Task objective: Copy out each line of the listing below where the string "movies" appears.

=-=-=

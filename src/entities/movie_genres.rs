use sea_orm::entity::prelude::*;

#[derive(Clone, Debug, PartialEq, Eq, DeriveEntityModel)]
#[sea_orm(table_name = "movie_genres")]
pub struct Model {
    #[sea_orm(primary_key, auto_increment = false)]
    pub movie_id: i32,
    #[sea_orm(primary_key, auto_increment = false)]
    pub genre_id: i32,
    pub position: i32,
}

#[derive(Copy, Clone, Debug, EnumIter, DeriveRelation)]
pub enum Relation {
    #[sea_orm(
        belongs_to = "super::movies::Entity",
        from = "Column::MovieId",
        to = "super::movies::Column::Id",
        on_update = "Cascade",
        on_delete = "Cascade"
    )]
    Movie,
    #[sea_orm(
        belongs_to = "super::genres::Entity",
        from = "Column::GenreId",
        to = "super::genres::Column::Id",
        on_update = "Cascade",
        on_delete = "Restrict"
    )]
    Genre,
}

impl Related<super::movies::Entity> for Entity {
    fn to() -> RelationDef {
        Relation::Movie.def()
    }
}

impl Related<super::genres::Entity> for Entity {
    fn to() -> RelationDef {
        Relation::Genre.def()
    }
}

impl ActiveModelBehavior for ActiveModel {}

=-=-=

Solution:
        belongs_to = "super::movies::Entity",
        to = "super::movies::Column::Id",
impl Related<super::movies::Entity> for Entity {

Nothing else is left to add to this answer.